### MATERIAL SHOWN
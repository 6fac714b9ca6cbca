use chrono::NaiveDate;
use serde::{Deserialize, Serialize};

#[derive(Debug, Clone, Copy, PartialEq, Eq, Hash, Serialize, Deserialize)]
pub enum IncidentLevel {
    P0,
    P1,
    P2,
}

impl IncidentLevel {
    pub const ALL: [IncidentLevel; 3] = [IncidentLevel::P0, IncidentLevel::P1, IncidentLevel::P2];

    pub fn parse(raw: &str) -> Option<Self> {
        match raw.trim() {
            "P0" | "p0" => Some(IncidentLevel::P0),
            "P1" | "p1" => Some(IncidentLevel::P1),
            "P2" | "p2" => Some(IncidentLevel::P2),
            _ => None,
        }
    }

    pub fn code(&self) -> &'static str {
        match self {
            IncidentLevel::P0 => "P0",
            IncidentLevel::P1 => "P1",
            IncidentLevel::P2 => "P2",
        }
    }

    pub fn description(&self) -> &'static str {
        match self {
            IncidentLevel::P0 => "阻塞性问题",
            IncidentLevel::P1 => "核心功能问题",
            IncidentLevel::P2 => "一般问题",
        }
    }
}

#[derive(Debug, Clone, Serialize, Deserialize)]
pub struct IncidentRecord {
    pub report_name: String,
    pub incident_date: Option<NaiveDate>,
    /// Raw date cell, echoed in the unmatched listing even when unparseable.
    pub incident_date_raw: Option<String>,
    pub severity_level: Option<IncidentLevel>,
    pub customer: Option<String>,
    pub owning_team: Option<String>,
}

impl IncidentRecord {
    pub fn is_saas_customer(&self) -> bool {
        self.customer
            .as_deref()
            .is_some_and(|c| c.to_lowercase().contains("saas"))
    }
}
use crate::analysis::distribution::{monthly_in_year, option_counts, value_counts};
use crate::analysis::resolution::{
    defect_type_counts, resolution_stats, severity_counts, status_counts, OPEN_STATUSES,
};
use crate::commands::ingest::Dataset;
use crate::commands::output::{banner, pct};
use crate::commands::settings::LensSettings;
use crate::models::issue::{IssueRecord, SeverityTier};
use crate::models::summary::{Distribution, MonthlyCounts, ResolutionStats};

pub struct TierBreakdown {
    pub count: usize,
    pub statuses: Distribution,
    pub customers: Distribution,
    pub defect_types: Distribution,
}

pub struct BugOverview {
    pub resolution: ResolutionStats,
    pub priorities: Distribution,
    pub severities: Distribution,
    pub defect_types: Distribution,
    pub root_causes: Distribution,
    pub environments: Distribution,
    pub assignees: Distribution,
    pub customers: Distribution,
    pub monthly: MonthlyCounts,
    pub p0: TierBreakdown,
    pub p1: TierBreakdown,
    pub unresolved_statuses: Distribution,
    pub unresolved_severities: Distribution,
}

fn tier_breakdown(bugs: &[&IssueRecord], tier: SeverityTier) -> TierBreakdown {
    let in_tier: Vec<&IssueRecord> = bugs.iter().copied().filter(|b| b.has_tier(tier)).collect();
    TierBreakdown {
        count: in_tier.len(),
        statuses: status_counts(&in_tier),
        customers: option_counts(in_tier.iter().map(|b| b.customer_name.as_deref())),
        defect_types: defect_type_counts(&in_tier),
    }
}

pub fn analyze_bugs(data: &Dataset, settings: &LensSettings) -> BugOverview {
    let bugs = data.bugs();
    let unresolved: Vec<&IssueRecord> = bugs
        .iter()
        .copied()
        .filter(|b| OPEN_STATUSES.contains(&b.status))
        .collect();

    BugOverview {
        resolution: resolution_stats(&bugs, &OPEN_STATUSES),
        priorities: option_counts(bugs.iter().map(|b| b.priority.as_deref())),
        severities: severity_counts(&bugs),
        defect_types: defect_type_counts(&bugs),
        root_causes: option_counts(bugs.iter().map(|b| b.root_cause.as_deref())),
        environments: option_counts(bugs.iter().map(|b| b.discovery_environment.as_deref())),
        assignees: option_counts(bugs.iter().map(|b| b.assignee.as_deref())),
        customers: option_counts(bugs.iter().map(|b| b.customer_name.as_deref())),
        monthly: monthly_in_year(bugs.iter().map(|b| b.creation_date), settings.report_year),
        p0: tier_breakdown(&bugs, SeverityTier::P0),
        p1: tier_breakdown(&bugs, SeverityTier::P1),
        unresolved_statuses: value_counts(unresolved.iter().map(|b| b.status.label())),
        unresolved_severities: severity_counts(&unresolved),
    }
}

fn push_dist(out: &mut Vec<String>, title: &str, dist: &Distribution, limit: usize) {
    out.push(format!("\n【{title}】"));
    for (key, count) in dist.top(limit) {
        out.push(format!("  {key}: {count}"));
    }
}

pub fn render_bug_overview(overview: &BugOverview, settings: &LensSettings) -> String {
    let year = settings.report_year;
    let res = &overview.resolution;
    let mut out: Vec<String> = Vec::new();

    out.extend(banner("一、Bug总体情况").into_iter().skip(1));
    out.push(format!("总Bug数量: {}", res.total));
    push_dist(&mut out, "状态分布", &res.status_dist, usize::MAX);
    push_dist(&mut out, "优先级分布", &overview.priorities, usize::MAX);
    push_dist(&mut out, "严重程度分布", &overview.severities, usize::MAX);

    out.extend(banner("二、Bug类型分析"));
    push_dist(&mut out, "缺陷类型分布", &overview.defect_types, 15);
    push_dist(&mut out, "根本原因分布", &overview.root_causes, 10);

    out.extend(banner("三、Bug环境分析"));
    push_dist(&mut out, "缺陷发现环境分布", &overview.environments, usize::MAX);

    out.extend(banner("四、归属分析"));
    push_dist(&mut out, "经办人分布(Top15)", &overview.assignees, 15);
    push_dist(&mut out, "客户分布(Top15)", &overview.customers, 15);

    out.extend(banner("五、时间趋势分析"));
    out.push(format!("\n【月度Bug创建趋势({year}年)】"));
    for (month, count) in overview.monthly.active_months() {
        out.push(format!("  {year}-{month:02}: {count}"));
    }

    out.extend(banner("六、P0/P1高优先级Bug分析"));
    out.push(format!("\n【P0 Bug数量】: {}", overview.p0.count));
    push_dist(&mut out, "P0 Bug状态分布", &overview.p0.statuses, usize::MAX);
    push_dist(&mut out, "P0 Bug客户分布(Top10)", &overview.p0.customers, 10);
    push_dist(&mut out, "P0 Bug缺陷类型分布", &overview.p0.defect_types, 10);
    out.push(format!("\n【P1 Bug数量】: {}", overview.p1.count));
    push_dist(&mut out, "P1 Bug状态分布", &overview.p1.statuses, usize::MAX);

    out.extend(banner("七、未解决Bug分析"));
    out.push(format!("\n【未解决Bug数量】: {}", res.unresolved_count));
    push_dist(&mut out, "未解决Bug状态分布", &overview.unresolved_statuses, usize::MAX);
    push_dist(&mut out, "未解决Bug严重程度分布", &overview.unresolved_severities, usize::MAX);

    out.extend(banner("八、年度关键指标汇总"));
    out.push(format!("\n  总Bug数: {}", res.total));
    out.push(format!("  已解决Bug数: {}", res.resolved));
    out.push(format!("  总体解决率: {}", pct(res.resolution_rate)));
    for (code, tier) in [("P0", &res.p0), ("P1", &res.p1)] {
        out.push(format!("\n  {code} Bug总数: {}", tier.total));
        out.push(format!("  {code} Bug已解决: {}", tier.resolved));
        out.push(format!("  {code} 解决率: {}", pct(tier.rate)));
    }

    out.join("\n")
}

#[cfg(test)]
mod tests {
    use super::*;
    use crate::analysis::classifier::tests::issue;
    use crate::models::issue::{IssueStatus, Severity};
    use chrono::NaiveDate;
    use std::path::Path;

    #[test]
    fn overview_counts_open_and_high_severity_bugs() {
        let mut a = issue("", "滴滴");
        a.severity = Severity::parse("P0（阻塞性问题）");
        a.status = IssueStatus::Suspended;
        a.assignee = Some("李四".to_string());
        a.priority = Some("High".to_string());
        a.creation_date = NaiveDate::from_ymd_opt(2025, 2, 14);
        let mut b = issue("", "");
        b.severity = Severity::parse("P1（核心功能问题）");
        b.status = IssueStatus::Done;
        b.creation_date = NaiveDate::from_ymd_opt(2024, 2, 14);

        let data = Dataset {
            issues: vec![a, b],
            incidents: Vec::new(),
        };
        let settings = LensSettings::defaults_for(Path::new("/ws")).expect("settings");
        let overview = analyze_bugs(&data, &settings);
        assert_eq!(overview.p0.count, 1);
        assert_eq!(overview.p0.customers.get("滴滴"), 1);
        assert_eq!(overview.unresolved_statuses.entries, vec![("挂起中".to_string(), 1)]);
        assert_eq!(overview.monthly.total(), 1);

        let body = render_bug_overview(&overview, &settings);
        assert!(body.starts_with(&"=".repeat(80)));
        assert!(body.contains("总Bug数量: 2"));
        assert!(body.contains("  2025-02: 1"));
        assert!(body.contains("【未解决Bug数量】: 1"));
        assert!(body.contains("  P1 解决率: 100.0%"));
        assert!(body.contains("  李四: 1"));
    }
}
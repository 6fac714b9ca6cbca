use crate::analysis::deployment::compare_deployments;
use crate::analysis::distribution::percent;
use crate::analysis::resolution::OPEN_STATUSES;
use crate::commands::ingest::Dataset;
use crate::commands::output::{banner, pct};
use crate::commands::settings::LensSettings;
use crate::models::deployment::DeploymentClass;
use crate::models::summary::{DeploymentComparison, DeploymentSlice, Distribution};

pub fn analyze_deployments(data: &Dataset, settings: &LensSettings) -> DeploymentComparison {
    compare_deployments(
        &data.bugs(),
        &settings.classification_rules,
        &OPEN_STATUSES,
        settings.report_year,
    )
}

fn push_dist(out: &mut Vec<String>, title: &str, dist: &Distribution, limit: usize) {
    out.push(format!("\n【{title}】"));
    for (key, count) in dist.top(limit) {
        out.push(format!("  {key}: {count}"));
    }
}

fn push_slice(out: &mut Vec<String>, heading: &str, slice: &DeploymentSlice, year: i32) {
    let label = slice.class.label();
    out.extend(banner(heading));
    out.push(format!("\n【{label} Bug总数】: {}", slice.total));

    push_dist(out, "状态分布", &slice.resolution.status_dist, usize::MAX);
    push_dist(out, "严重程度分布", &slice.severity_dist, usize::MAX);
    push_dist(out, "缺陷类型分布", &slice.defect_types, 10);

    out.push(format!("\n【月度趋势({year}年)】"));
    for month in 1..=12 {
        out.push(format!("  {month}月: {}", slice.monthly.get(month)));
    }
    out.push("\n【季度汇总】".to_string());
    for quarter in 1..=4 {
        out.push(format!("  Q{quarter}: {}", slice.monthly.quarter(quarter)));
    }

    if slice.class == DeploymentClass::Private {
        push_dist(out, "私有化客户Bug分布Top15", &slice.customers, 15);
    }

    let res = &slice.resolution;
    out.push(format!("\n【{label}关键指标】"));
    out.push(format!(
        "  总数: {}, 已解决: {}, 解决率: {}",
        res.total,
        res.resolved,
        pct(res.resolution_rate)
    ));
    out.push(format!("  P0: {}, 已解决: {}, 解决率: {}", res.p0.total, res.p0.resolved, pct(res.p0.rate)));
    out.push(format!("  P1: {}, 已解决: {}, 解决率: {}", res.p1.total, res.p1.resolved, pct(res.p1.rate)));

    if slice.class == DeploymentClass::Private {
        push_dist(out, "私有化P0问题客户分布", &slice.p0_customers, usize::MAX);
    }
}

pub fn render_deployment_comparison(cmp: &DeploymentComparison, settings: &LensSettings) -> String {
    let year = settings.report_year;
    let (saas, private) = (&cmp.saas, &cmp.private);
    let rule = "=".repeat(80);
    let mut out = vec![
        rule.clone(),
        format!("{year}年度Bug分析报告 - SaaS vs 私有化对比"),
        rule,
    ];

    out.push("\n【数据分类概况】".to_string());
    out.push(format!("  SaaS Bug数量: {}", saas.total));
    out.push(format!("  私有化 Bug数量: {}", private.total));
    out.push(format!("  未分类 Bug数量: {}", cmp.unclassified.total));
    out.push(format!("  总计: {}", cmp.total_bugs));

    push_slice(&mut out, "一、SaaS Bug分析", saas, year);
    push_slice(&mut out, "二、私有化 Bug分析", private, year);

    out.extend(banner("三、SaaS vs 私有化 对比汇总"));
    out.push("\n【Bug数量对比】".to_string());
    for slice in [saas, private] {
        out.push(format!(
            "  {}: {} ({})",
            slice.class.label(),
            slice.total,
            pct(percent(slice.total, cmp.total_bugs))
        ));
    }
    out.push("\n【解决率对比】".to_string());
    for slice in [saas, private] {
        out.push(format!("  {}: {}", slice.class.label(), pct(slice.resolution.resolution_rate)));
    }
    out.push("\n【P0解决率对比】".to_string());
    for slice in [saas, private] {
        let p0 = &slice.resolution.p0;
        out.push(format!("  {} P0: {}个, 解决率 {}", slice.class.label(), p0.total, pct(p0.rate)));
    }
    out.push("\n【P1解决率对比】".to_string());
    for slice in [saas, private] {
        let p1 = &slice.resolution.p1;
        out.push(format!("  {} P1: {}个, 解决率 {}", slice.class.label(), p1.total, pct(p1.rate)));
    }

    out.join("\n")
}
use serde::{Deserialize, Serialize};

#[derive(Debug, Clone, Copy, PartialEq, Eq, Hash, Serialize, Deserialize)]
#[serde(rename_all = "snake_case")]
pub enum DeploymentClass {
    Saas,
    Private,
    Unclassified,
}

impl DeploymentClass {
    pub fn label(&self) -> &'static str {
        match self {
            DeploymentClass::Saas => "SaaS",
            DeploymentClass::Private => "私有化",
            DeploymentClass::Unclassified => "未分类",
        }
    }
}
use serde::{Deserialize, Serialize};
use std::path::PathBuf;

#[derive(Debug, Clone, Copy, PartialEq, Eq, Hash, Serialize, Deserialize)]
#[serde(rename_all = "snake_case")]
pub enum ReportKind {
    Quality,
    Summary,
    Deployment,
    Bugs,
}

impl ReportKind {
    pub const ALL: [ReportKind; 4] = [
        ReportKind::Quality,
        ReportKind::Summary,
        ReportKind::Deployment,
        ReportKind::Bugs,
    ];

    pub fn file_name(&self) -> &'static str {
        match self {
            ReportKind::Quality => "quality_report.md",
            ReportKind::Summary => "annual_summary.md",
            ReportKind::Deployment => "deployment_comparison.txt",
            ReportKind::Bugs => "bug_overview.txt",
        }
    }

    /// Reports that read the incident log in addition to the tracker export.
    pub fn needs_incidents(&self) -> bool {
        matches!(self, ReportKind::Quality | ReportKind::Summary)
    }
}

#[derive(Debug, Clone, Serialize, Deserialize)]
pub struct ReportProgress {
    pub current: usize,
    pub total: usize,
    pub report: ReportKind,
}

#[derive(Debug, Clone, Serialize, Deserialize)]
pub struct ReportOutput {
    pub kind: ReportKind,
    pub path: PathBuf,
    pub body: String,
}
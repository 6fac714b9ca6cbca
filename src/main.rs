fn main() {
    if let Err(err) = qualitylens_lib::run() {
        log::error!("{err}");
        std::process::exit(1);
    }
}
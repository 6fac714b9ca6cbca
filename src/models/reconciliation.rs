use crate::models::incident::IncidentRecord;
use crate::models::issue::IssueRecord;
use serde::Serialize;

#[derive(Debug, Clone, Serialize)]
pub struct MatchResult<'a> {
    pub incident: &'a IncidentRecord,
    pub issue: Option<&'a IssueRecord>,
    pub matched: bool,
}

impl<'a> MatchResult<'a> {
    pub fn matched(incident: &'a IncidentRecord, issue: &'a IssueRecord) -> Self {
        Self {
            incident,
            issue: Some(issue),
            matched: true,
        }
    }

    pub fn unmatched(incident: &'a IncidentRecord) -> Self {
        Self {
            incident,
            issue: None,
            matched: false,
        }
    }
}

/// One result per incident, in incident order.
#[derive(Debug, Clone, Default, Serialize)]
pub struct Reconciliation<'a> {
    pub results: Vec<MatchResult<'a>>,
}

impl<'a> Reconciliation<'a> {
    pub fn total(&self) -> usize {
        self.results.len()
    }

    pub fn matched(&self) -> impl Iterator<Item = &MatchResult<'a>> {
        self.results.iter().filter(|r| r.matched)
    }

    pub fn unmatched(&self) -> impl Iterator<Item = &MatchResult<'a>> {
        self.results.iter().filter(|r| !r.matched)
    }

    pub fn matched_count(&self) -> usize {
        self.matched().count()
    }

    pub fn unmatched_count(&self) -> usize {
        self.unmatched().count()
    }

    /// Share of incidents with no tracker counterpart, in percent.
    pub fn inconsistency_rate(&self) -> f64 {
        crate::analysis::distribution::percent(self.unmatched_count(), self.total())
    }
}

### TASK DESCRIPTION
In the entries above, find each line that includes the string "IssueStatus" and copy it.

### EXERCISE RESULT
    use crate::models::issue::{IssueStatus, Severity};
        a.status = IssueStatus::Suspended;
        b.status = IssueStatus::Done;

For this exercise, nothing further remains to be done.